As for the civil rights groups who sued the department, Costello challenged them directly. His fraternal order would agree to open its personnel files, he says, only if it had “access to ACLU’s records to determine if it was true they were financed by the porno industry and drug dealers.”

Has crime gone up, as critics of the agreement predicted it would if police were “handcuffed” in their practices? No one really knows — Commissioner Timoney found portions of his department’s crime statistics so unreliable that he retracted the 1998 figures already given to the FBI. A Philadelphia Inquirerseries also questioned the official numbers, showing, for example, that numerous rapes had been downgraded to categories like “disturbance.”
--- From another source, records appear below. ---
//! Error types for the bientrack core.
//!
//! This module defines the centralized error type [`BientrackError`] and a type
//! alias [`Result`] for convenient error handling throughout the crate. All
//! errors are implemented using the `thiserror` crate for automatic `Error`
//! trait implementation.

use thiserror::Error;

/// The main error type for bientrack operations.
///
/// This enum consolidates all error conditions that can occur in the core,
/// from form-boundary validation to storage failures. Validation errors are
/// raised before a record ever reaches the entity store; `NotFound` is an
/// expected outcome of update/delete with a stale id, not a fault.
///
/// # Examples
///
/// ```
/// use bientrack::domain::BientrackError;
///
/// fn validate_surface(surface: f64) -> Result<(), BientrackError> {
///     if surface <= 0.0 {
///         return Err(BientrackError::Validation("surface must be positive".to_string()));
///     }
///     Ok(())
/// }
///
/// assert!(validate_surface(0.0).is_err());
/// ```
#[derive(Debug, Error)]
pub enum BientrackError {
    /// A required field is missing or malformed at create/update time.
    ///
    /// Surfaced at the form boundary; the entity store never sees a record
    /// that failed validation.
    #[error("Validation error: {0}")]
    Validation(String),

    /// Update or delete referenced an id that is not in the collection.
    ///
    /// Returned as an explicit result value. Deleting an already-deleted
    /// record is harmless and reported as "nothing removed" instead.
    #[error("No listing with id {0}")]
    NotFound(i64),

    /// A mode value outside `{achat, location}` was supplied.
    ///
    /// Fatal to the call that produced it; the transition is rejected and
    /// persisted state is left untouched.
    #[error("Invalid mode: {0}")]
    InvalidMode(String),

    /// Storage read or write failed.
    ///
    /// Covers JSON (de)serialization problems and quota-style failures. The
    /// in-memory collection remains the source of truth until a later save
    /// succeeds.
    #[error("Storage error: {0}")]
    Storage(String),

    /// Filesystem or I/O operation failed.
    ///
    /// Wraps errors from standard library I/O operations. Automatically
    /// converts from `std::io::Error` using the `#[from]` attribute.
    #[error("IO error: {0}")]
    Io(#[from] std::io::Error),

    /// Configuration is invalid or missing.
    ///
    /// Occurs when the TOML configuration file cannot be read or parsed.
    #[error("Configuration error: {0}")]
    Config(String),
}

/// A specialized `Result` type for bientrack operations.
///
/// This is a type alias for `std::result::Result<T, BientrackError>` that
/// simplifies function signatures throughout the codebase.
pub type Result<T> = std::result::Result<T, BientrackError>;
//! Storage backend abstraction.
//!
//! This module defines the [`Storage`] trait that abstracts over the
//! persistence gateway. The trait mirrors the persisted key layout: one
//! listing collection per mode, the active-mode selector, and the theme
//! preference owned by the out-of-scope theming collaborator.
//!
//! # Design Philosophy
//!
//! The trait is minimal and shaped by the actual use cases, not a generic
//! ORM. Reads distinguish "key never written" (`None`) from "empty
//! collection" so the entity store can decide when to seed first-run data.

use crate::domain::error::Result;
use crate::domain::{Bien, Mode, ThemePref};

/// Abstraction over the persistence gateway.
///
/// All operations are synchronous; the store is local and treated as
/// instantaneous. A failed save leaves the in-memory state as the source of
/// truth — there is no automatic retry.
///
/// # Implementations
///
/// - [`JsonStorage`](crate::storage::JsonStorage): single JSON file with
///   atomic writes (default).
pub trait Storage {
    /// Reads the listing collection persisted for `mode`.
    ///
    /// Returns `Ok(None)` when the mode's key has never been written, which
    /// is distinct from an empty collection.
    ///
    /// # Errors
    ///
    /// Returns an error if the read operation fails.
    fn load_biens(&self, mode: Mode) -> Result<Option<Vec<Bien>>>;

    /// Persists the listing collection for `mode`, replacing the previous
    /// value of that key.
    ///
    /// # Errors
    ///
    /// Returns an error if the write fails; the caller's in-memory collection
    /// is unaffected.
    fn save_biens(&mut self, mode: Mode, biens: &[Bien]) -> Result<()>;

    /// Reads the persisted active-mode selector, if any.
    fn load_mode(&self) -> Option<Mode>;

    /// Persists the active-mode selector.
    ///
    /// # Errors
    ///
    /// Returns an error if the write fails.
    fn save_mode(&mut self, mode: Mode) -> Result<()>;

    /// Reads the persisted theme preference, if any.
    fn load_theme(&self) -> Option<ThemePref>;

    /// Persists the theme preference.
    ///
    /// # Errors
    ///
    /// Returns an error if the write fails.
    fn save_theme(&mut self, theme: ThemePref) -> Result<()>;
}
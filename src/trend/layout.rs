/// Pixel budget of a trend timeline.
#[derive(Copy, Clone, Debug, PartialEq)]
#[cfg_attr(feature = "serde", derive(serde::Serialize, serde::Deserialize))]
pub struct TrendLayout {
    /// Width of a single version icon.
    pub item_width: f64,
    /// Total width the timeline may occupy.
    pub available_width: f64,
}

impl TrendLayout {
    pub const fn new(item_width: f64, available_width: f64) -> Self {
        Self {
            item_width,
            available_width,
        }
    }

    /// How many icons fit next to each other without overlapping.
    ///
    /// A non-positive item width lets any amount fit whereas a NaN quotient
    /// or negative available width lets nothing fit.
    pub fn max_fit(&self) -> usize {
        // float to int casts saturate
        (self.available_width / self.item_width).floor() as usize
    }

    /// The largest gap allowed between two icons.
    pub fn max_gap(&self) -> f64 {
        self.available_width / 5.0
    }

    /// Spread `count` icons over the available width.
    ///
    /// The gap is capped at [`max_gap`]; a row that becomes narrower than the
    /// available width because of that is centered.
    ///
    /// [`max_gap`]: TrendLayout::max_gap
    pub fn spacing(&self, count: usize) -> Spacing {
        if count < 2 {
            return Spacing::default();
        }

        let count = count as f64;
        let gap = (self.available_width - count * self.item_width) / (count - 1.0);
        let max_gap = self.max_gap();

        if gap > max_gap {
            let row_width = max_gap * (count - 1.0) + self.item_width * count;

            Spacing {
                gap: max_gap,
                position_adjustment: (self.available_width - row_width) / 2.0,
            }
        } else {
            Spacing {
                gap,
                position_adjustment: 0.0,
            }
        }
    }
}

/// Horizontal spacing of a timeline's icons.
#[derive(Copy, Clone, Debug, Default, PartialEq)]
pub struct Spacing {
    /// Distance between two consecutive icons.
    pub gap: f64,
    /// Offset of the first icon from the left edge.
    pub position_adjustment: f64,
}

impl Spacing {
    /// Left edge of the icon at `idx`.
    pub fn x(&self, idx: usize, item_width: f64) -> f64 {
        self.position_adjustment + idx as f64 * (item_width + self.gap)
    }
}
use crate::{
    model::catalog::{CatalogError, VersionCatalog},
    rating::{AchievementCurve, CurveError, RatingCurve, ScoreDeltaCurve},
    trend::{TrendLayout, TrendReducer},
};

/// Everything game-specific the rating engine and the history reducer need.
///
/// A policy pairs the game's [`RatingCurve`] with its per-region
/// [`VersionCatalog`].
#[derive(Clone, Debug, PartialEq)]
#[cfg_attr(feature = "serde", derive(serde::Serialize, serde::Deserialize))]
pub struct GamePolicy<C> {
    pub curve: C,
    pub catalog: VersionCatalog,
}

impl<C: RatingCurve> GamePolicy<C> {
    pub const fn new(curve: C, catalog: VersionCatalog) -> Self {
        Self { curve, catalog }
    }

    /// Rate a play, see [`RatingCurve::calculate`].
    pub fn rating(&self, internal_level: f64, score: C::Score) -> C::Output {
        self.curve.calculate(internal_level, score)
    }

    /// A history reducer using this game's version catalog.
    pub const fn trend(&self, layout: TrendLayout) -> TrendReducer<'_> {
        TrendReducer::new(&self.catalog, layout)
    }

    /// Check both the curve and the catalog.
    pub fn validate(&self) -> Result<(), PolicyError> {
        self.curve.validate()?;
        self.catalog.validate()?;

        Ok(())
    }
}

impl GamePolicy<ScoreDeltaCurve> {
    /// CHUNITHM rating table and Japanese releases.
    pub fn chunithm() -> Self {
        Self::new(ScoreDeltaCurve::chunithm(), VersionCatalog::chunithm())
    }
}

impl GamePolicy<AchievementCurve> {
    /// maimai DX rating table and Japanese releases.
    pub fn maimai() -> Self {
        Self::new(AchievementCurve::maimai(), VersionCatalog::maimai())
    }
}

/// A [`GamePolicy`] failed validation.
#[derive(Debug, thiserror::Error, PartialEq, Eq)]
pub enum PolicyError {
    #[error("invalid rating curve")]
    Curve(#[from] CurveError),
    #[error("invalid version catalog")]
    Catalog(#[from] CatalogError),
}

#[cfg(feature = "serde")]
pub use self::config::ConfigError;

#[cfg(feature = "serde")]
mod config {
    use serde::de::DeserializeOwned;

    use crate::{model::catalog::VersionCatalog, rating::RatingCurve};

    use super::{GamePolicy, PolicyError};

    /// Loading a policy from JSON failed.
    #[derive(Debug, thiserror::Error)]
    pub enum ConfigError {
        #[error("failed to deserialize config")]
        Json(#[from] serde_json::Error),
        #[error("config is inconsistent")]
        Policy(#[from] PolicyError),
    }

    fn from_json<T: DeserializeOwned>(json: &str) -> Result<T, ConfigError> {
        serde_json::from_str(json).map_err(ConfigError::from)
    }

    impl VersionCatalog {
        /// Deserialize and validate a catalog.
        pub fn from_json(json: &str) -> Result<Self, ConfigError> {
            let catalog: Self = from_json(json)?;
            catalog.validate().map_err(PolicyError::from)?;

            Ok(catalog)
        }
    }

    impl<C: RatingCurve + DeserializeOwned> GamePolicy<C> {
        /// Deserialize and validate a policy.
        pub fn from_json(json: &str) -> Result<Self, ConfigError> {
            let policy: Self = from_json(json)?;
            policy.validate()?;

            Ok(policy)
        }
    }
}

#[cfg(test)]
mod tests {
    use crate::model::{
        event::Event,
        version::{Region, Version},
    };

    use super::*;

    #[test]
    fn presets_validate() {
        assert_eq!(GamePolicy::chunithm().validate(), Ok(()));
        assert_eq!(GamePolicy::maimai().validate(), Ok(()));
    }

    #[test]
    fn same_reducer_for_both_games() {
        let layout = TrendLayout::new(40.0, 200.0);
        let chunithm = GamePolicy::chunithm();
        let maimai = GamePolicy::maimai();

        let events = [Event::existence(Version::new(Region::Japan, 1, 50), 13.0)];

        // both games list a successor of 1.50 and are past it
        let a = chunithm.trend(layout).reduce(&events);
        let b = maimai.trend(layout).reduce(&events);

        let next = Version::new(Region::Japan, 1, 55);
        assert_eq!(a.pending_removal().unwrap().event.version, next);
        assert_eq!(b.pending_removal().unwrap().event.version, next);
        assert_eq!(a.len(), 2);
        assert_eq!(b.len(), 2);
    }

    #[test]
    fn rating_dispatches_to_curve() {
        let score = GamePolicy::chunithm().rating(13.0, 1_009_500);
        assert!((score.rating - 15.15).abs() < 1e-9);

        let achievement = GamePolicy::maimai().rating(13.2, 100.4123);
        assert_eq!(achievement.map(|attrs| attrs.rating), Ok(286));
    }
}
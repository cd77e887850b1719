use std::cmp::Ordering;

use super::{rank::AchievementRank, CurveError, RatingCurve, RatingError};

/// Values this close below the next integer are floored up to it.
///
/// `21.6 * 10.0` and friends are not exact in binary floating point; without
/// the tolerance a rating of exactly 216 could come out as 215.
const FLOOR_TOLERANCE: f64 = 1e-9;

/// A row of an [`AchievementCurve`].
#[derive(Copy, Clone, Debug, PartialEq)]
#[cfg_attr(feature = "serde", derive(serde::Serialize, serde::Deserialize))]
pub struct AchievementTier {
    /// Lowest achievement in percent that reaches this tier.
    pub min_achievement: f64,
    /// Rating constant of the tier.
    pub constant: f64,
    pub rank: AchievementRank,
}

/// Rating curve multiplying the capped achievement with the internal level
/// and a per-tier constant.
///
/// `rating = floor(min(achievement, cap) / 100 * constant * level)`
#[derive(Clone, Debug, PartialEq)]
#[cfg_attr(feature = "serde", derive(serde::Serialize, serde::Deserialize))]
pub struct AchievementCurve {
    /// Achievements above this value are rated as if they were equal to it.
    pub cap: f64,
    tiers: Vec<AchievementTier>,
}

impl AchievementCurve {
    /// Create a curve after validating its tiers.
    pub fn new(cap: f64, tiers: Vec<AchievementTier>) -> Result<Self, CurveError> {
        let curve = Self { cap, tiers };
        curve.validate()?;

        Ok(curve)
    }

    /// The maimai DX rating table.
    ///
    /// The rows from 50% to 80% all share the constant 13.6.
    pub fn maimai() -> Self {
        let tier = |min_achievement, constant, rank| AchievementTier {
            min_achievement,
            constant,
            rank,
        };

        Self {
            cap: 100.5,
            tiers: vec![
                tier(100.5, 22.4, AchievementRank::SSSPlus),
                tier(100.0, 21.6, AchievementRank::SSS),
                tier(99.5, 21.1, AchievementRank::SSPlus),
                tier(99.0, 20.8, AchievementRank::SS),
                tier(98.0, 20.3, AchievementRank::SPlus),
                tier(97.0, 20.0, AchievementRank::S),
                tier(94.0, 16.8, AchievementRank::AAA),
                tier(90.0, 15.2, AchievementRank::AA),
                tier(80.0, 13.6, AchievementRank::A),
                tier(75.0, 13.6, AchievementRank::BBB),
                tier(70.0, 13.6, AchievementRank::BB),
                tier(60.0, 13.6, AchievementRank::B),
                tier(50.0, 13.6, AchievementRank::C),
                tier(40.0, 6.4, AchievementRank::D),
                tier(30.0, 4.8, AchievementRank::D),
                tier(20.0, 3.2, AchievementRank::D),
                tier(10.0, 1.6, AchievementRank::D),
            ],
        }
    }

    pub fn tiers(&self) -> &[AchievementTier] {
        &self.tiers
    }

    /// Ensure there is at least one tier, tiers are strictly descending, and
    /// the cap is a finite number.
    pub fn validate(&self) -> Result<(), CurveError> {
        if self.tiers.is_empty() {
            return Err(CurveError::Empty);
        }

        if !self.cap.is_finite() {
            return Err(CurveError::InvalidCap);
        }

        // NaN thresholds count as unordered
        let unordered = self.tiers.windows(2).position(|pair| {
            pair[0]
                .min_achievement
                .partial_cmp(&pair[1].min_achievement)
                .map_or(true, Ordering::is_le)
        });

        match unordered {
            Some(index) => Err(CurveError::Unordered { index: index + 1 }),
            None => Ok(()),
        }
    }

    /// The tier `achievement` reaches, if any.
    pub fn tier(&self, achievement: f64) -> Option<&AchievementTier> {
        self.tiers
            .iter()
            .find(|tier| achievement >= tier.min_achievement)
    }

    /// Only the rating value, see [`RatingCurve::calculate`] for all
    /// attributes.
    pub fn rating(&self, internal_level: f64, achievement: f64) -> Result<u32, RatingError> {
        self.calculate(internal_level, achievement)
            .map(|attrs| attrs.rating)
    }
}

impl RatingCurve for AchievementCurve {
    type Score = f64;
    type Output = Result<AchievementAttributes, RatingError>;

    fn calculate(&self, internal_level: f64, achievement: f64) -> Self::Output {
        // `f64::min` would turn NaN into the cap
        let capped = if achievement.is_nan() {
            achievement
        } else {
            achievement.min(self.cap)
        };

        let Some(tier) = self.tier(capped) else {
            #[cfg(feature = "tracing")]
            tracing::warn!(achievement, "Achievement below the lowest rating tier");

            return Err(RatingError::BelowLowestTier { achievement });
        };

        let raw = capped / 100.0 * tier.constant * internal_level;

        Ok(AchievementAttributes {
            internal_level,
            achievement: capped,
            constant: tier.constant,
            rating: (raw + FLOOR_TOLERANCE).floor() as u32,
            rank: tier.rank,
        })
    }

    fn validate(&self) -> Result<(), CurveError> {
        AchievementCurve::validate(self)
    }
}

/// The result of an [`AchievementCurve`] calculation.
#[derive(Copy, Clone, Debug, PartialEq)]
pub struct AchievementAttributes {
    /// The chart's internal level.
    pub internal_level: f64,
    /// The achievement after applying the curve's cap.
    pub achievement: f64,
    /// The rating constant of the reached tier.
    pub constant: f64,
    /// The final, floored rating.
    pub rating: u32,
    /// The rank letter of the reached tier.
    pub rank: AchievementRank,
}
One statistic that stands out — and contradicts the claim that officers are too constrained, too demoralized or too resentful to do their jobs: Arrests per officer have increased more than 20 percent from ’97 to ’99.

While the plaintiffs seem pleased with what they’ve achieved, the NAACP’s Mondesire attributes much of the progress to the reform commitment of the forceful new commissioner. The legal agreement, he says, improved use-of-force investigations and the complaint system, but it took Timoney to instill new attitudes in sergeants and supervisors. ACLU counsel Stefan Presser is the most upbeat, stressing the numerous tasks accomplished despite the long wait for computerizing complaints. Where past drug sweeps raised havoc, Presser concludes that a recent Timoney-run drug crackdown, “Operation Sunrise,” came off without dragging in innocent people; the ACLU received not a single complaint.

Even as he prepared to go back before Judge Dalzell last week to get a third extension on an oversight process that was supposed to end in 1998, ACLU counsel Presser voiced few regrets about having carried a burden the Department of Justice might have shouldered. “We never asked DOJ in — we knew Clinton wasn’t going to sue his friend [then-Mayor] Eddie Rendell. But if they had come in, it would have been DOJ’s vision of a solution.”

The DOJ vision for Los Angeles might be an appropriate one — Bill Lan Lee spent years here as counsel to the NAACP Legal Defense Fund — but LAPD watchdogs here worry that the department’s culture will be tough for outsiders to decipher. Constance Rice, a former colleague of Lee’s, advocates continued vigilance. Says Rice, “There may be a need for private civil action even if they get a pretty good decree.”

“It’s a relationship,” says lawyer Will Gonzalez of Philly’s Police Barrio Relations Project, “and like in all relationships there’s a lot of compromising.” If he had it do over again, says Gonzalez, he’d insist on firmer deadlines. In the end, he echoes Rice, contending that you have to pressure the police on multiple fronts — “The agreement is only one tool we use.”